This article is co-authored** by (top row) Christina M. Nowik , Pamela Lai, Thomas McLaughlin, Simon Moore, (bottom row) Gillian Shiau, Natasha Snelgrove, Nureen Sumar, and Jasmin Yee, all of whom previously served on the Resident Doctors of Canada (RDoC) Resiliency Working Group
For Canadian resident doctors, July 1st is more than a national holiday; it represents the day when newly-minted doctors become responsible for decisions in patient care. While this is an exciting day, it can also be fraught with anxiety and stress. Over the course of residency, acute work-related stressors, including traumas and patient deaths, can negatively impact residents’ wellbeing. Additionally, residents endure chronic stressors such as large debts, extended work hours, and isolation from family. These factors predispose residents to burnout. The prevalence of burnout among resident doctors is up to a staggering 75%. Resiliency interventions have been shown to work, and the time to begin implementing them nationwide is now.
Physicians struggling with burnout demonstrate reduced job performance, more difficulty concentrating, decreased creativity, lower job satisfaction, increased presenteeism, and greater absenteeism. Burnout is also associated with increased medical errors.

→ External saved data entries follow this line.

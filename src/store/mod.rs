//! Bounded in-memory store for reconstructed log events.

mod log_store;
mod records;
mod ring;

pub use log_store::{LogStore, CONSOLE_CAPACITY, NETWORK_CAPACITY};
pub use records::{
    ConsoleKind, ConsoleLogRecord, NetworkLogRecord, NetworkResponse, NetworkUpdate,
};
pub use ring::RingBuffer;
//! Filesystem change notifications with a polling fallback.
//!
//! Each root gets exactly one active strategy: a recursive notify watch
//! when registration succeeds, or a periodic rescan timer when it fails
//! (unsupported filesystem, missing directory, watch limits). Either way
//! the output is the same coarse signal: "rescan this root".

use std::path::{Path, PathBuf};
use std::time::Duration;

use notify_debouncer_full::{
    new_debouncer,
    notify::{EventKind, RecursiveMode},
    DebounceEventResult,
};
use tokio::sync::mpsc;
use tokio_util::sync::CancellationToken;

use super::discovery;

/// Debounce window for bursts of notify events.
const DEBOUNCE_WINDOW: Duration = Duration::from_millis(100);

/// Default interval for the polling fallback.
pub const DEFAULT_POLL_INTERVAL: Duration = Duration::from_secs(2);

/// Request to rescan one root directory.
#[derive(Debug, Clone, PartialEq, Eq)]
pub struct ScanTrigger {
    pub root: PathBuf,
}

/// Strategy in effect for a root.
#[derive(Debug, Clone, Copy, PartialEq, Eq)]
pub enum WatchStrategy {
    Notify,
    Poll,
}

/// Per-root change detection feeding scan triggers into the watch service.
///
/// Notify watchers and poll timers both live in background tasks tied to
/// the cancellation token; cancelling it stops event delivery.
pub struct ChangeNotifier {
    strategies: Vec<(PathBuf, WatchStrategy)>,
}

impl ChangeNotifier {
    /// Set up change detection for every root.
    #[must_use]
    pub fn spawn(
        roots: &[PathBuf],
        trigger_tx: &mpsc::UnboundedSender<ScanTrigger>,
        poll_interval: Duration,
        cancel: &CancellationToken,
    ) -> Self {
        let mut strategies = Vec::new();

        for root in roots {
            match Self::watch_root(root, trigger_tx.clone(), cancel.clone()) {
                Ok(()) => {
                    tracing::debug!(root = %root.display(), "Watching root for filesystem events");
                    strategies.push((root.clone(), WatchStrategy::Notify));
                }
                Err(error) => {
                    tracing::info!(
                        root = %root.display(),
                        %error,
                        "Filesystem notifications unavailable, falling back to polling"
                    );
                    Self::spawn_poll_task(
                        root.clone(),
                        trigger_tx.clone(),
                        poll_interval,
                        cancel.clone(),
                    );
                    strategies.push((root.clone(), WatchStrategy::Poll));
                }
            }
        }

        Self { strategies }
    }

    /// The strategy chosen for a root, if it is managed by this notifier.
    #[must_use]
    pub fn strategy(&self, root: &Path) -> Option<WatchStrategy> {
        self.strategies
            .iter()
            .find(|(candidate, _)| candidate == root)
            .map(|(_, strategy)| *strategy)
    }

    /// Register a recursive notify watch on `root`. The debouncer is parked
    /// in a task that keeps it alive until cancellation.
    fn watch_root(
        root: &Path,
        trigger_tx: mpsc::UnboundedSender<ScanTrigger>,
        cancel: CancellationToken,
    ) -> Result<(), notify::Error> {
        let trigger_root = root.to_path_buf();
        let mut debouncer = new_debouncer(
            DEBOUNCE_WINDOW,
            None,
            move |result: DebounceEventResult| match result {
                Ok(events) => {
                    let relevant = events.iter().any(|event| {
                        matches!(event.kind, EventKind::Create(_) | EventKind::Modify(_))
                            && event.paths.iter().any(|path| discovery::is_session_log(path))
                    });
                    if relevant {
                        let _ = trigger_tx.send(ScanTrigger {
                            root: trigger_root.clone(),
                        });
                    }
                }
                Err(errors) => {
                    for error in errors {
                        tracing::warn!(%error, "File watcher error");
                    }
                }
            },
        )?;

        debouncer.watch(root, RecursiveMode::Recursive)?;

        tokio::spawn(async move {
            cancel.cancelled().await;
            drop(debouncer);
        });

        Ok(())
    }

    fn spawn_poll_task(
        root: PathBuf,
        trigger_tx: mpsc::UnboundedSender<ScanTrigger>,
        interval: Duration,
        cancel: CancellationToken,
    ) {
        tokio::spawn(async move {
            let mut ticker = tokio::time::interval(interval);
            ticker.set_missed_tick_behavior(tokio::time::MissedTickBehavior::Skip);
            loop {
                tokio::select! {
                    () = cancel.cancelled() => break,
                    _ = ticker.tick() => {
                        if trigger_tx.send(ScanTrigger { root: root.clone() }).is_err() {
                            break;
                        }
                    }
                }
            }
        });
    }
}
//! JSON-line envelope parsing and event reconstruction.
//!
//! Each line is a self-contained JSON object with a `type` discriminator.
//! Anything that fails to parse is dropped quietly; producers flushing
//! mid-write make malformed fragments routine, not exceptional.

use chrono::{DateTime, Utc};
use serde::Deserialize;

use crate::store::{ConsoleKind, ConsoleLogRecord, NetworkUpdate};

/// A reconstructed event ready for the store.
#[derive(Debug)]
pub enum LogEvent {
    Console(ConsoleLogRecord),
    Network {
        update: NetworkUpdate,
        session_id: Option<String>,
    },
}

#[derive(Debug, Deserialize)]
#[serde(tag = "type", rename_all = "lowercase")]
enum RawLine {
    Console(ConsoleLine),
    Network(NetworkUpdate),
    /// Anything this viewer doesn't understand, kept for forward
    /// compatibility with newer producers.
    #[serde(other)]
    Unknown,
}

#[derive(Debug, Deserialize)]
#[serde(rename_all = "camelCase")]
struct ConsoleLine {
    #[serde(default)]
    session_id: Option<String>,
    #[serde(default)]
    kind: ConsoleKind,
    #[serde(default)]
    content: String,
    #[serde(default)]
    timestamp: Option<DateTime<Utc>>,
}

/// Reconstruct one event from a raw line.
///
/// `fallback_session_id` comes from the filename's session segment and is
/// used when the line carries no `sessionId` of its own. Returns `None`
/// for malformed lines, unknown types, and network lines without an id.
#[must_use]
pub fn reconstruct(line: &str, fallback_session_id: &str) -> Option<LogEvent> {
    let raw: RawLine = match serde_json::from_str(line) {
        Ok(raw) => raw,
        Err(error) => {
            tracing::debug!(%error, "Dropping malformed log line");
            return None;
        }
    };

    match raw {
        RawLine::Console(console) => Some(LogEvent::Console(ConsoleLogRecord {
            id: uuid::Uuid::new_v4().to_string(),
            session_id: console
                .session_id
                .or_else(|| Some(fallback_session_id.to_string())),
            kind: console.kind,
            content: console.content,
            // Fallback to ingestion time: keeps arrival order, but is not
            // authorship time if ingestion lags the producer.
            timestamp: console.timestamp.unwrap_or_else(Utc::now),
        })),
        RawLine::Network(update) => {
            if update.id.is_none() {
                tracing::debug!("Dropping network line without id");
                return None;
            }
            let session_id = update
                .session_id
                .clone()
                .or_else(|| Some(fallback_session_id.to_string()));
            Some(LogEvent::Network { update, session_id })
        }
        RawLine::Unknown => {
            tracing::debug!("Dropping line with unknown type");
            None
        }
    }
}
//! Incremental session log tailer.
//!
//! Reads only the bytes appended since the last pass. A trailing fragment
//! with no newline yet (a producer caught mid-write) is buffered and
//! prepended to the next read, so lines are never emitted torn and bytes
//! are never read twice.

use std::path::{Path, PathBuf};

use tokio::fs::File;
use tokio::io::{AsyncReadExt, AsyncSeekExt};

use super::error::WatcherError;

/// Per-file tail state: byte offset of consumed data plus any buffered
/// incomplete trailing line.
#[derive(Debug)]
pub struct FileTailer {
    path: PathBuf,
    offset: u64,
    fragment: Vec<u8>,
}

impl FileTailer {
    /// Create a tailer starting at the beginning of the file, forcing a
    /// full read on the first pass.
    #[must_use]
    pub fn new(path: PathBuf) -> Self {
        Self {
            path,
            offset: 0,
            fragment: Vec::new(),
        }
    }

    /// Byte offset of consumed data. Monotonically non-decreasing while the
    /// file only grows.
    #[must_use]
    pub fn offset(&self) -> u64 {
        self.offset
    }

    #[must_use]
    pub fn path(&self) -> &Path {
        &self.path
    }

    /// Read newly appended bytes and return the complete lines they form,
    /// in file order. An incomplete trailing line is retained for the next
    /// call rather than emitted or discarded.
    ///
    /// # Errors
    ///
    /// Returns an error if the file cannot be opened or read; the tail
    /// state is left unchanged so the pass can be retried.
    pub async fn read_new_lines(&mut self) -> Result<Vec<String>, WatcherError> {
        let mut file = File::open(&self.path).await?;
        let len = file.metadata().await?.len();

        if len < self.offset {
            tracing::warn!(
                path = %self.path.display(),
                offset = self.offset,
                len,
                "File shrank below consumed offset, re-reading from start"
            );
            self.offset = 0;
            self.fragment.clear();
        }

        if len == self.offset {
            return Ok(Vec::new());
        }

        file.seek(std::io::SeekFrom::Start(self.offset)).await?;
        let mut buf = Vec::new();
        file.read_to_end(&mut buf).await?;

        self.offset += buf.len() as u64;
        self.fragment.extend_from_slice(&buf);

        Ok(self.drain_complete_lines())
    }

    /// Split complete lines off the front of the fragment buffer.
    fn drain_complete_lines(&mut self) -> Vec<String> {
        let Some(last_newline) = self.fragment.iter().rposition(|&byte| byte == b'\n') else {
            return Vec::new();
        };

        let complete: Vec<u8> = self.fragment.drain(..=last_newline).collect();
        complete
            .split(|&byte| byte == b'\n')
            .map(|raw| raw.strip_suffix(b"\r").unwrap_or(raw))
            .filter(|raw| !raw.is_empty())
            .map(|raw| String::from_utf8_lossy(raw).into_owned())
            .collect()
    }
}
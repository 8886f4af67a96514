//! Viewer configuration.

use std::path::{Path, PathBuf};
use std::time::Duration;

use serde::{Deserialize, Serialize};

use crate::server::DEFAULT_PORT;
use crate::store::{CONSOLE_CAPACITY, NETWORK_CAPACITY};

/// Configuration loaded from a TOML file and/or CLI flags.
#[derive(Debug, Clone, Serialize, Deserialize)]
#[serde(default)]
pub struct ViewerConfig {
    /// Root directories scanned for session logs.
    pub roots: Vec<PathBuf>,
    /// Host address to bind to.
    pub host: String,
    /// Preferred port; successive ports are tried on conflict.
    pub port: u16,
    /// Rescan interval for roots without filesystem notifications.
    pub poll_interval_secs: u64,
    /// Console history capacity.
    pub console_capacity: usize,
    /// Network history capacity.
    pub network_capacity: usize,
}

impl Default for ViewerConfig {
    fn default() -> Self {
        Self {
            roots: Vec::new(),
            host: "127.0.0.1".to_string(),
            port: DEFAULT_PORT,
            poll_interval_secs: 2,
            console_capacity: CONSOLE_CAPACITY,
            network_capacity: NETWORK_CAPACITY,
        }
    }
}

/// Errors loading a configuration file.
#[derive(thiserror::Error, Debug)]
pub enum ConfigError {
    #[error("Failed to read config file: {0}")]
    Io(#[from] std::io::Error),

    #[error("Failed to parse config file: {0}")]
    Parse(#[from] toml::de::Error),
}

impl ViewerConfig {
    /// Load configuration from a TOML file.
    ///
    /// # Errors
    ///
    /// Returns an error if the file cannot be read or parsed.
    pub fn load(path: &Path) -> Result<Self, ConfigError> {
        let contents = std::fs::read_to_string(path)?;
        Ok(toml::from_str(&contents)?)
    }

    /// Roots scanned when none are configured: the per-user log directory
    /// and the system temp location producers fall back to.
    #[must_use]
    pub fn default_roots() -> Vec<PathBuf> {
        let mut roots = Vec::new();
        if let Some(home) = dirs::home_dir() {
            roots.push(home.join(".logscope").join("logs"));
        }
        roots.push(std::env::temp_dir().join("logscope"));
        roots
    }

    #[must_use]
    pub fn poll_interval(&self) -> Duration {
        Duration::from_secs(self.poll_interval_secs)
    }
}
//! Reconstructed console and network log records.
//!
//! Producers describe a single network exchange with several JSON lines over
//! time, all carrying the same `id`. The merge rules here fold those partial
//! updates into one logical record.

use chrono::{DateTime, Utc};
use serde::{Deserialize, Serialize};

/// Severity tag attached to a console line by the producer.
#[derive(Debug, Clone, Copy, Default, PartialEq, Eq, Serialize, Deserialize)]
#[serde(rename_all = "lowercase")]
pub enum ConsoleKind {
    #[default]
    Log,
    Info,
    Warn,
    Error,
    Debug,
}

/// A single console message, immutable once reconstructed.
#[derive(Debug, Clone, Serialize)]
#[serde(rename_all = "camelCase")]
pub struct ConsoleLogRecord {
    /// Generated identifier, unique per reconstructed message.
    pub id: String,
    /// Session the message belongs to, if known.
    pub session_id: Option<String>,
    pub kind: ConsoleKind,
    pub content: String,
    /// Producer timestamp, or ingestion time when the line carried none.
    /// Ingestion time reflects arrival order, not authorship time.
    pub timestamp: DateTime<Utc>,
}

/// Response half of a network exchange.
///
/// Arrives incrementally; fields set by later updates overlay earlier ones
/// without clearing fields the update does not mention.
#[derive(Debug, Clone, Default, PartialEq, Serialize, Deserialize)]
#[serde(rename_all = "camelCase", default)]
pub struct NetworkResponse {
    pub status: Option<u16>,
    pub status_text: Option<String>,
    pub headers: Option<serde_json::Map<String, serde_json::Value>>,
    pub body: Option<serde_json::Value>,
    pub duration_ms: Option<u64>,
}

impl NetworkResponse {
    /// Overlay every field present in `incoming` onto this response.
    pub fn merge(&mut self, incoming: NetworkResponse) {
        if let Some(status) = incoming.status {
            self.status = Some(status);
        }
        if let Some(status_text) = incoming.status_text {
            self.status_text = Some(status_text);
        }
        if let Some(headers) = incoming.headers {
            self.headers = Some(headers);
        }
        if let Some(body) = incoming.body {
            self.body = Some(body);
        }
        if let Some(duration_ms) = incoming.duration_ms {
            self.duration_ms = Some(duration_ms);
        }
    }
}

/// Partial description of a network exchange as written by the producer.
///
/// Every field is optional on the wire; lines lacking an `id` cannot be
/// correlated and are dropped before reaching the store.
#[derive(Debug, Clone, Default, Deserialize)]
#[serde(rename_all = "camelCase", default)]
pub struct NetworkUpdate {
    pub id: Option<String>,
    pub session_id: Option<String>,
    pub timestamp: Option<DateTime<Utc>>,
    pub method: Option<String>,
    pub url: Option<String>,
    pub headers: Option<serde_json::Map<String, serde_json::Value>>,
    pub body: Option<serde_json::Value>,
    pub pending: Option<bool>,
    pub response: Option<NetworkResponse>,
    pub error: Option<String>,
}

/// One logical network exchange, merged from all updates sharing its id.
#[derive(Debug, Clone, Serialize)]
#[serde(rename_all = "camelCase")]
pub struct NetworkLogRecord {
    /// Producer-supplied identifier, stable across all lines of the exchange.
    pub id: String,
    pub session_id: Option<String>,
    /// When the first line for this exchange was seen.
    pub timestamp: DateTime<Utc>,
    pub method: Option<String>,
    pub url: String,
    pub request_headers: Option<serde_json::Map<String, serde_json::Value>>,
    pub request_body: Option<serde_json::Value>,
    /// True until a response or error is merged in.
    pub pending: bool,
    pub response: Option<NetworkResponse>,
    pub error: Option<String>,
}

impl NetworkLogRecord {
    /// Start a new exchange record. The update that triggered the insert is
    /// applied separately via [`NetworkLogRecord::apply`].
    #[must_use]
    pub fn new(id: String, url: String, timestamp: DateTime<Utc>) -> Self {
        Self {
            id,
            session_id: None,
            timestamp,
            method: None,
            url,
            request_headers: None,
            request_body: None,
            pending: true,
            response: None,
            error: None,
        }
    }

    /// Merge a partial update into this record.
    ///
    /// Scalar fields present in the update overwrite the current values; the
    /// response is merged field by field rather than replaced; the session id
    /// is filled once by the first update that supplies one and kept after.
    pub fn apply(&mut self, update: NetworkUpdate, fallback_session: Option<&str>) {
        if let Some(method) = update.method {
            self.method = Some(method);
        }
        if let Some(url) = update.url {
            self.url = url;
        }
        if let Some(headers) = update.headers {
            self.request_headers = Some(headers);
        }
        if let Some(body) = update.body {
            self.request_body = Some(body);
        }
        if let Some(pending) = update.pending {
            self.pending = pending;
        }
        if let Some(incoming) = update.response {
            self.pending = false;
            match &mut self.response {
                Some(response) => response.merge(incoming),
                None => self.response = Some(incoming),
            }
        }
        if let Some(error) = update.error {
            self.pending = false;
            self.error = Some(error);
        }
        if self.session_id.is_none() {
            self.session_id = update
                .session_id
                .or_else(|| fallback_session.map(str::to_string));
        }
    }
}

#[cfg(test)]
mod tests {
    use super::*;

    fn update(json: &str) -> NetworkUpdate {
        serde_json::from_str(json).unwrap()
    }

    #[test]
    fn test_response_merge_is_field_by_field() {
        let mut response = NetworkResponse {
            status: Some(200),
            ..NetworkResponse::default()
        };

        response.merge(NetworkResponse {
            duration_ms: Some(12),
            ..NetworkResponse::default()
        });

        assert_eq!(response.status, Some(200));
        assert_eq!(response.duration_ms, Some(12));
    }

    #[test]
    fn test_apply_merges_successive_updates() {
        let mut record = NetworkLogRecord::new(
            "a".to_string(),
            "http://x".to_string(),
            Utc::now(),
        );
        record.apply(
            update(r#"{"id":"a","url":"http://x","pending":true}"#),
            None,
        );
        assert!(record.pending);

        record.apply(update(r#"{"id":"a","response":{"status":200}}"#), None);
        record.apply(update(r#"{"id":"a","response":{"durationMs":12}}"#), None);

        assert_eq!(record.url, "http://x");
        assert!(!record.pending);
        let response = record.response.as_ref().unwrap();
        assert_eq!(response.status, Some(200));
        assert_eq!(response.duration_ms, Some(12));
    }

    #[test]
    fn test_apply_error_clears_pending() {
        let mut record = NetworkLogRecord::new(
            "a".to_string(),
            "http://x".to_string(),
            Utc::now(),
        );
        record.apply(update(r#"{"id":"a","error":"connection reset"}"#), None);

        assert!(!record.pending);
        assert_eq!(record.error.as_deref(), Some("connection reset"));
    }

    #[test]
    fn test_session_id_filled_once_and_preserved() {
        let mut record = NetworkLogRecord::new(
            "a".to_string(),
            "http://x".to_string(),
            Utc::now(),
        );
        record.apply(update(r#"{"id":"a"}"#), Some("from-filename"));
        assert_eq!(record.session_id.as_deref(), Some("from-filename"));

        record.apply(update(r#"{"id":"a","sessionId":"other"}"#), None);
        assert_eq!(record.session_id.as_deref(), Some("from-filename"));
    }

    #[test]
    fn test_update_scalar_overwrite() {
        let mut record = NetworkLogRecord::new(
            "a".to_string(),
            "http://x".to_string(),
            Utc::now(),
        );
        record.apply(update(r#"{"id":"a","method":"GET"}"#), None);
        record.apply(update(r#"{"id":"a","method":"POST","url":"http://y"}"#), None);

        assert_eq!(record.method.as_deref(), Some("POST"));
        assert_eq!(record.url, "http://y");
    }

    #[test]
    fn test_console_kind_parses_lowercase() {
        let kind: ConsoleKind = serde_json::from_str("\"warn\"").unwrap();
        assert_eq!(kind, ConsoleKind::Warn);
        assert_eq!(ConsoleKind::default(), ConsoleKind::Log);
    }

    #[test]
    fn test_record_serializes_camel_case() {
        let mut record = NetworkLogRecord::new(
            "a".to_string(),
            "http://x".to_string(),
            Utc::now(),
        );
        record.apply(
            update(r#"{"id":"a","sessionId":"s1","response":{"durationMs":7}}"#),
            None,
        );

        let json = serde_json::to_value(&record).unwrap();
        assert_eq!(json["sessionId"], "s1");
        assert_eq!(json["response"]["durationMs"], 7);
        assert_eq!(json["pending"], false);
    }
}
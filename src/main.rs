//! Logscope - live viewer backend for session console and network logs.

use std::path::PathBuf;
use std::sync::atomic::AtomicUsize;
use std::sync::Arc;

use clap::Parser;
use tokio::sync::mpsc;
use tokio_util::sync::CancellationToken;
use tracing_subscriber::{fmt, prelude::*, EnvFilter};

use logscope::config::ViewerConfig;
use logscope::server::{ServerConfig, ServerError, ViewerServer};
use logscope::store::LogStore;
use logscope::watcher::{ChangeNotifier, WatchService};

#[derive(Parser)]
#[command(
    name = "logscope",
    about = "Live viewer for session console and network logs",
    version
)]
struct Cli {
    /// Root directories to scan for session logs.
    #[arg(value_name = "ROOT")]
    roots: Vec<PathBuf>,

    /// Increase verbosity (-v, -vv, -vvv)
    #[arg(short = 'v', long, action = clap::ArgAction::Count)]
    verbose: u8,

    /// Host address to bind to.
    #[arg(long)]
    host: Option<String>,

    /// Preferred port; successive ports are tried if it is taken.
    #[arg(short, long)]
    port: Option<u16>,

    /// Path to a TOML configuration file.
    #[arg(short, long)]
    config: Option<PathBuf>,
}

fn init_tracing(verbosity: u8) {
    let level = match verbosity {
        0 => "warn",
        1 => "info",
        2 => "debug",
        _ => "trace",
    };
    let filter = EnvFilter::try_from_default_env().unwrap_or_else(|_| EnvFilter::new(level));
    tracing_subscriber::registry()
        .with(fmt::layer())
        .with(filter)
        .init();
}

fn resolve_config(cli: &Cli) -> ViewerConfig {
    let mut config = match &cli.config {
        Some(path) => match ViewerConfig::load(path) {
            Ok(config) => config,
            Err(error) => {
                tracing::warn!(%error, "Ignoring unreadable config file");
                ViewerConfig::default()
            }
        },
        None => ViewerConfig::default(),
    };

    if !cli.roots.is_empty() {
        config.roots = cli.roots.clone();
    }
    if let Some(host) = &cli.host {
        config.host = host.clone();
    }
    if let Some(port) = cli.port {
        config.port = port;
    }
    if config.roots.is_empty() {
        config.roots = ViewerConfig::default_roots();
        tracing::info!(roots = ?config.roots, "No roots given, using defaults");
    }

    config
}

async fn run(config: ViewerConfig) -> Result<(), ServerError> {
    let store = Arc::new(LogStore::with_capacities(
        config.console_capacity,
        config.network_capacity,
    ));
    let watched_files = Arc::new(AtomicUsize::new(0));
    let cancel = CancellationToken::new();

    let (trigger_tx, trigger_rx) = mpsc::unbounded_channel();
    let _notifier =
        ChangeNotifier::spawn(&config.roots, &trigger_tx, config.poll_interval(), &cancel);

    let service = WatchService::new(
        config.roots.clone(),
        Arc::clone(&store),
        trigger_rx,
        Arc::clone(&watched_files),
        cancel.clone(),
    );
    let watch_task = tokio::spawn(service.run());

    let server = ViewerServer::new(store, watched_files, cancel.clone()).with_config(
        ServerConfig {
            host: config.host.clone(),
            port: config.port,
            cors_permissive: true,
        },
    );
    let bound = server.bind().await?;
    tracing::info!(url = %bound.base_url(), "Viewer ready");

    let shutdown = cancel.clone();
    tokio::spawn(async move {
        if tokio::signal::ctrl_c().await.is_ok() {
            tracing::info!("Shutting down");
            shutdown.cancel();
        }
    });

    let served = bound.serve().await;
    cancel.cancel();
    let _ = watch_task.await;

    served.map_err(ServerError::from)
}

#[tokio::main]
async fn main() {
    let cli = Cli::parse();
    init_tracing(cli.verbose);

    let config = resolve_config(&cli);
    if let Err(error) = run(config).await {
        tracing::error!(%error, "Viewer failed to start");
        std::process::exit(1);
    }
}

Moreover, patients of burned out physicians are less satisfied with care and less likely to adhere to treatment for chronic disease.
Resident doctors have a high prevalence of depression – nearly 30% according to one recent meta-analysis. Male and female physicians are estimated to complete suicide at a rate up to 70% and 400% higher than males and females in other professions, respectively.
Medical educators are taking action by incorporating wellness into the core principles of Canadian medical education. The CanMEDS frameworks of the Royal College of Physicians and Surgeons of Canada and the College of Family Physicians of Canada include key competencies related to managing one’s personal health as a physician.
For over ten years, the Canadian Department of National Defence (DND) has provided resiliency and mental health training to Armed Forces members across the institutional hierarchy and throughout members’ careers. The DND defines resiliency as “the ability to recover quickly, resist, and possibly even thrive in the face of direct/indirect traumatic events and adverse situations.” This concept acknowledges the inevitability of stress, focusing on practical tools to mitigate its impact on wellbeing and performance. The Mental Health Commission of Canada (MHCC) has adapted the DND’s Road to Mental Readiness training (R2MR) for non-military workplaces, including the Ontario Paramedic Association. The MHCC training is called The Working Mind (TWM), which has been delivered to approximately 25,000 participants in just the past 3 years.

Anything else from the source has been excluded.